My dad is 62 and has always had really bad mental health and addiction issues. Over recent years his physical health has declined a lot - he's MUCH older than his years physically. I put this down to addiction and not taking care of himself.
I seen my dad a week ago on Saturday and took him for his food shop. He looked okay but was wrapped up in big jacket and a scarf. He hasn't used in 3 years but still suffers mental health issues.
This morning I popped in to see him and his flat was a complete and utter mess, he was laying sleeping on the sofa and was really disoriented when I woke him up. What shocked me the most was how skinny he was. The skinniest I've ever seen him. His cheeks are all drawn in. He kept saying he was fine but finally he admitted that he hasn't been feeling well and he is sick after anything he eats. Have arranged a doc appointment for tomorrow.

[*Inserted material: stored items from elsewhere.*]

//! Read-only traversal handle.

use crate::alphabet::Alphabet;
use crate::arena::Handle;

use super::Trie;

/// A position in a [`Trie`], borrowed from it.
///
/// Cursors let callers drive their own traversal policy (greedy bit choice,
/// longest match, multi-branch expansion) one symbol at a time while the
/// engine keeps ownership of the nodes.
pub struct Cursor<'a, A: Alphabet> {
    trie: &'a Trie<A>,
    node: Handle,
    depth: usize,
}

// Manual impls: derives would require `A: Clone`.
impl<A: Alphabet> Clone for Cursor<'_, A> {
    fn clone(&self) -> Self {
        *self
    }
}

impl<A: Alphabet> Copy for Cursor<'_, A> {}

impl<A: Alphabet> std::fmt::Debug for Cursor<'_, A> {
    fn fmt(&self, f: &mut std::fmt::Formatter<'_>) -> std::fmt::Result {
        f.debug_struct("Cursor")
            .field("node", &self.node)
            .field("depth", &self.depth)
            .finish()
    }
}

impl<'a, A: Alphabet> Cursor<'a, A> {
    pub(super) fn root(trie: &'a Trie<A>) -> Self {
        Self {
            trie,
            node: Handle::ROOT,
            depth: 0,
        }
    }

    /// Follow the edge labelled `byte`.
    ///
    /// Returns `None` if the edge is absent or the byte is outside the alphabet.
    #[inline]
    pub fn step(self, byte: u8) -> Option<Self> {
        A::slot(byte).and_then(|slot| self.step_slot(slot))
    }

    /// Follow the edge at `slot`.
    ///
    /// # Panics
    /// Panics if `slot >= A::WIDTH`.
    #[inline]
    pub fn step_slot(self, slot: usize) -> Option<Self> {
        assert!(slot < A::WIDTH, "slot {slot} outside {} alphabet", A::NAME);
        let child = self.trie.arena.child(self.node, slot);
        (!child.is_null()).then(|| Self {
            trie: self.trie,
            node: child,
            depth: self.depth + 1,
        })
    }

    /// Follow every byte of `key` in turn.
    pub fn walk(self, key: &[u8]) -> Option<Self> {
        key.iter().try_fold(self, |c, &b| c.step(b))
    }

    /// Live keys routed through this node.
    #[inline]
    pub fn pass(&self) -> usize {
        self.trie.arena.pass(self.node)
    }

    /// Live keys ending exactly here.
    #[inline]
    pub fn end(&self) -> usize {
        self.trie.arena.end(self.node)
    }

    /// Number of symbols consumed from the root.
    #[inline]
    pub fn depth(&self) -> usize {
        self.depth
    }

    /// Arena handle of the current node.
    #[inline]
    pub fn handle(&self) -> Handle {
        self.node
    }
}

#[cfg(test)]
mod tests {
    use crate::{Binary, Lowercase, Trie};

    #[test]
    fn test_step_and_counters() {
        let mut t: Trie<Lowercase> = Trie::new(16);
        t.insert("to").unwrap();
        t.insert("tea").unwrap();

        let c = t.cursor();
        assert_eq!(c.pass(), 2);
        let tc = c.step(b't').unwrap();
        assert_eq!(tc.depth(), 1);
        assert_eq!(tc.pass(), 2);
        assert_eq!(tc.end(), 0);
        assert_eq!(tc.step(b'o').unwrap().end(), 1);
        assert!(tc.step(b'x').is_none());
        assert!(tc.step(b'T').is_none());
        assert_eq!(c.walk(b"tea").map(|c| c.end()), Some(1));
        assert!(c.walk(b"team").is_none());
    }

    #[test]
    fn test_step_slot_binary() {
        let mut t: Trie<Binary> = Trie::new(8);
        t.insert([1u8, 0]).unwrap();
        let c = t.cursor();
        assert!(c.step_slot(0).is_none());
        let one = c.step_slot(1).unwrap();
        assert_eq!(one.step_slot(0).unwrap().end(), 1);
    }

    #[test]
    #[should_panic]
    fn test_step_slot_out_of_range() {
        let t: Trie<Binary> = Trie::new(2);
        let _ = t.cursor().step_slot(2);
    }
}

As we were sitting speaking though, he kept tearing up and crying and saying things like, 'my little girl, you've done me so proud'. He started reminiscing about the past and was tearing up throughout. He started to cry and told me he's always in pain and he's tired. He then goes back to putting on a brace face. He refused to come to hospital with me and he has capacity so nothing I could do. I have said I'll go in and see him tomorrow.
But there was something about that conversation we had. He was very emotional, very nostalgic, I feel like we said things to each other we don't normally say. I know this sounds so eery and strange and I'm not usually like this. But I had a gut feeling walking out of his house that that would be one of or the last conversation I have with him. I can't explain it. Have never felt it with anyone before.
Is there something to it? I think he's really ill and I think he knows he is too.